The tragic vaccination lesson of Haiti

Prof. Dave Durrheim, Director of Public Health Medicine at the University of Newcastle in New South Wales, Australia, said that the first time ethical issues were made as important as any others was after the colossal wake-up call' of the January 2010 Haiti earthquake, which was immediately followed by a highly destructive hurricane. The double blow cost 220 000 lives with 300 000 injuries. He said that humanitarian workers brought cholera with them and the national government dithered on making a decision about oral vaccination, miring itself in political rationalisation. By the end of last year 700 000 cholera cases had been confirmed, with 10 000 deaths. 'How many lives could have been saved we'll never know, but it illustrates the point that a much more generic response is required,' he said.

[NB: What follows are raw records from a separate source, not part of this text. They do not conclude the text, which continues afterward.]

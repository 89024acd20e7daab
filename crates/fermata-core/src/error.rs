//! Engine error taxonomy
//!
//! All file and hardware failures are caught at the engine boundary and turned
//! into state transitions plus a log entry; none of them abort the process.

use thiserror::Error;

/// Errors surfaced by the playback and live-input engines.
#[derive(Error, Debug)]
pub enum CoreError {
    /// File missing, corrupt, or undecodable. The engine stays in its prior
    /// state and the file is skipped.
    #[error("unreadable audio file: {0}")]
    UnreadableFile(String),

    /// Read or seek past the end of the decoded stream. Most callers clamp
    /// instead; this surfaces only from the strict read API.
    #[error("out of range: requested frames {start}..{end} of {total}")]
    OutOfRange { start: u64, end: u64, total: u64 },

    /// The hardware graph could not be attached, connected, or started.
    /// The owning engine transitions to its disabled/empty state.
    #[error("audio engine unavailable: {0}")]
    EngineUnavailable(String),

    /// The selected input device vanished. Requires user reselection.
    #[error("audio device removed: {0}")]
    DeviceRemoved(String),
}

/// Result alias for engine operations.
pub type CoreResult<T> = Result<T, CoreError>;
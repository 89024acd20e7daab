//! Backend seams for the control layer
//!
//! The player controller talks to hardware through these traits so the
//! enable/disable lifecycle, device fallback, and channel clamping can be
//! tested against fakes without opening real streams.

use crate::error::CoreResult;

use super::device::InputDeviceDescriptor;

/// Source of the current input device list.
///
/// Re-queried on demand; the hardware set can change between calls.
pub trait DeviceCatalog: Send {
    fn input_devices(&self) -> Vec<InputDeviceDescriptor>;
}

/// A running capture stream. Dropping it stops capture.
pub trait CaptureStream: Send {}

/// Opens capture streams that feed raw mono samples into an rtrb ring.
pub trait CaptureBackend: Send {
    /// Open a capture stream on one channel of a device.
    ///
    /// The producer half of the engine's capture ring is handed to the
    /// stream callback; the selected channel of every captured frame is
    /// pushed into it.
    fn open(
        &mut self,
        device: &InputDeviceDescriptor,
        channel: u16,
        tx: rtrb::Producer<f32>,
    ) -> CoreResult<Box<dyn CaptureStream>>;
}
//! 8-band parametric EQ stage
//!
//! Band 0 is a high-pass, bands 1-6 are peaking filters, band 7 is a
//! high-shelf, at fixed center frequencies from 60 Hz to 12 kHz. Gains are
//! clamped to the profile range; only the band whose gain changed is
//! recomputed.
//!
//! Filters are RBJ cookbook biquads with independent per-channel state.

use crate::effect::{Effect, EffectBase, EffectInfo, ParamInfo, ParamValue};
use crate::eq::{BandConfig, BandShape, BAND_COUNT, MAX_BAND_GAIN_DB, MIN_BAND_GAIN_DB};
use crate::types::{StereoBuffer, SAMPLE_RATE};

/// One biquad section with stereo state (transposed direct form II).
#[derive(Debug, Clone, Copy, Default)]
struct Biquad {
    b0: f32,
    b1: f32,
    b2: f32,
    a1: f32,
    a2: f32,
    z1_l: f32,
    z2_l: f32,
    z1_r: f32,
    z2_r: f32,
}

impl Biquad {
    #[inline]
    fn process(&mut self, left: f32, right: f32) -> (f32, f32) {
        let out_l = self.b0 * left + self.z1_l;
        self.z1_l = self.b1 * left - self.a1 * out_l + self.z2_l;
        self.z2_l = self.b2 * left - self.a2 * out_l;

        let out_r = self.b0 * right + self.z1_r;
        self.z1_r = self.b1 * right - self.a1 * out_r + self.z2_r;
        self.z2_r = self.b2 * right - self.a2 * out_r;

        (out_l, out_r)
    }

    fn reset(&mut self) {
        self.z1_l = 0.0;
        self.z2_l = 0.0;
        self.z1_r = 0.0;
        self.z2_r = 0.0;
    }

    fn set(&mut self, b0: f32, b1: f32, b2: f32, a0: f32, a1: f32, a2: f32) {
        self.b0 = b0 / a0;
        self.b1 = b1 / a0;
        self.b2 = b2 / a0;
        self.a1 = a1 / a0;
        self.a2 = a2 / a0;
    }
}

/// Compute biquad coefficients for one band at the given gain.
fn configure_band(filter: &mut Biquad, config: &BandConfig, gain_db: f32) {
    let w0 = std::f32::consts::TAU * config.frequency / SAMPLE_RATE as f32;
    let (sin_w0, cos_w0) = w0.sin_cos();
    let ln2_half = std::f32::consts::LN_2 / 2.0;

    match config.shape {
        BandShape::HighPass => {
            // Gain has no effect on the high-pass shape; Q derives from the
            // configured bandwidth
            let q = 1.0 / (2.0 * (ln2_half * config.bandwidth).sinh());
            let alpha = sin_w0 / (2.0 * q);
            filter.set(
                (1.0 + cos_w0) / 2.0,
                -(1.0 + cos_w0),
                (1.0 + cos_w0) / 2.0,
                1.0 + alpha,
                -2.0 * cos_w0,
                1.0 - alpha,
            );
        }
        BandShape::Peaking => {
            let a = 10.0f32.powf(gain_db / 40.0);
            let alpha = sin_w0 * (ln2_half * config.bandwidth * w0 / sin_w0).sinh();
            filter.set(
                1.0 + alpha * a,
                -2.0 * cos_w0,
                1.0 - alpha * a,
                1.0 + alpha / a,
                -2.0 * cos_w0,
                1.0 - alpha / a,
            );
        }
        BandShape::HighShelf => {
            let a = 10.0f32.powf(gain_db / 40.0);
            // Shelf slope fixed at 1
            let alpha = sin_w0 / 2.0 * std::f32::consts::SQRT_2;
            let two_sqrt_a_alpha = 2.0 * a.sqrt() * alpha;
            filter.set(
                a * ((a + 1.0) + (a - 1.0) * cos_w0 + two_sqrt_a_alpha),
                -2.0 * a * ((a - 1.0) + (a + 1.0) * cos_w0),
                a * ((a + 1.0) + (a - 1.0) * cos_w0 - two_sqrt_a_alpha),
                (a + 1.0) - (a - 1.0) * cos_w0 + two_sqrt_a_alpha,
                2.0 * ((a - 1.0) - (a + 1.0) * cos_w0),
                (a + 1.0) - (a - 1.0) * cos_w0 - two_sqrt_a_alpha,
            );
        }
    }
}

/// The 8-band EQ stage.
pub struct EqEffect {
    base: EffectBase,
    configs: [BandConfig; BAND_COUNT],
    filters: [Biquad; BAND_COUNT],
}

impl EqEffect {
    pub fn new() -> Self {
        let configs = BandConfig::default_bands();

        let mut info = EffectInfo::new("8-Band EQ", "EQ");
        for config in &configs {
            info = info.with_param(
                ParamInfo::new(config.label, 0.5)
                    .with_range(MIN_BAND_GAIN_DB, MAX_BAND_GAIN_DB)
                    .with_unit("dB"),
            );
        }

        let mut eq = Self {
            base: EffectBase::new(info),
            configs,
            filters: [Biquad::default(); BAND_COUNT],
        };
        for i in 0..BAND_COUNT {
            configure_band(&mut eq.filters[i], &eq.configs[i], 0.0);
        }
        eq
    }

    /// Gain of one band in dB.
    pub fn band_gain_db(&self, index: usize) -> f32 {
        self.base.param_actual(index)
    }

    /// Set one band's gain in dB (clamped) and recompute only that filter.
    pub fn set_band_gain_db(&mut self, index: usize, gain_db: f32) {
        if index >= BAND_COUNT {
            return;
        }
        self.set_param_actual(index, gain_db);
    }

    /// Apply a full 8-gain profile snapshot.
    pub fn apply_profile(&mut self, gains: &[f32; BAND_COUNT]) {
        for (i, &gain) in gains.iter().enumerate() {
            self.set_band_gain_db(i, gain);
        }
    }
}

impl Default for EqEffect {
    fn default() -> Self {
        Self::new()
    }
}

impl Effect for EqEffect {
    fn process(&mut self, buffer: &mut StereoBuffer) {
        if self.base.is_bypassed() {
            return;
        }
        for frame in buffer.iter_mut() {
            let mut l = frame.left;
            let mut r = frame.right;
            for filter in &mut self.filters {
                let (nl, nr) = filter.process(l, r);
                l = nl;
                r = nr;
            }
            frame.left = l;
            frame.right = r;
        }
    }

    fn info(&self) -> &EffectInfo {
        self.base.info()
    }

    fn get_params(&self) -> &[ParamValue] {
        self.base.get_params()
    }

    fn set_param(&mut self, index: usize, value: f32) {
        self.base.set_param(index, value);
        if index < BAND_COUNT {
            let gain_db = self.base.param_actual(index);
            configure_band(&mut self.filters[index], &self.configs[index], gain_db);
        }
    }

    fn set_bypass(&mut self, bypass: bool) {
        self.base.set_bypass(bypass);
    }

    fn is_bypassed(&self) -> bool {
        self.base.is_bypassed()
    }

    fn reset(&mut self) {
        for filter in &mut self.filters {
            filter.reset();
        }
    }
}

#[cfg(test)]
mod tests {
    use super::*;
    use crate::types::StereoSample;

    #[test]
    fn band_gain_clamps_to_range() {
        let mut eq = EqEffect::new();
        eq.set_band_gain_db(3, 40.0);
        assert_eq!(eq.band_gain_db(3), MAX_BAND_GAIN_DB);
        eq.set_band_gain_db(3, -40.0);
        assert_eq!(eq.band_gain_db(3), MIN_BAND_GAIN_DB);
    }

    #[test]
    fn flat_profile_is_near_transparent_at_midband() {
        let mut eq = EqEffect::new();
        // 1 kHz sine, well above the 60 Hz high-pass corner
        let mut buffer = StereoBuffer::silence(4096);
        for (i, frame) in buffer.iter_mut().enumerate() {
            let t = i as f32 / SAMPLE_RATE as f32;
            *frame = StereoSample::mono((t * 1000.0 * std::f32::consts::TAU).sin() * 0.5);
        }
        let input_rms = buffer.rms();
        eq.process(&mut buffer);
        let output_rms = buffer.rms();
        assert!((output_rms - input_rms).abs() / input_rms < 0.05);
    }

    #[test]
    fn boosted_band_raises_level_at_its_frequency() {
        let mut eq = EqEffect::new();
        eq.set_band_gain_db(4, 12.0); // 1 kHz band

        let mut buffer = StereoBuffer::silence(8192);
        for (i, frame) in buffer.iter_mut().enumerate() {
            let t = i as f32 / SAMPLE_RATE as f32;
            *frame = StereoSample::mono((t * 1000.0 * std::f32::consts::TAU).sin() * 0.1);
        }
        let input_rms = buffer.rms();
        eq.process(&mut buffer);
        // +12 dB is a 3.98x amplitude gain; allow settle slack
        assert!(buffer.rms() > input_rms * 2.5);
    }

    #[test]
    fn apply_profile_sets_every_band() {
        let mut eq = EqEffect::new();
        let gains = [2.0, 1.0, -1.0, 3.0, 2.0, 4.0, 3.0, 2.0];
        eq.apply_profile(&gains);
        for (i, &g) in gains.iter().enumerate() {
            assert!((eq.band_gain_db(i) - g).abs() < 0.01);
        }
    }
}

Asked about the WHO's tardy response to Ebola in West Africa (i.e. onlywhen international containment became an issue), Reis reluctantly agreed, adding that many infectious diseases were confined to poorer countries 'with a lack of market to develop drugs and vaccines for these neglected diseases'. 'It's very important to create new mechanisms and markets to develop these, not only for Ebola but other tropical diseases. That will prove key,' he said. The World Bank was trying to implement a policy of universal health coverage 'with ongoing planning and programmes to raise the general level of health and surveillance systems to enable better preparedness', he added.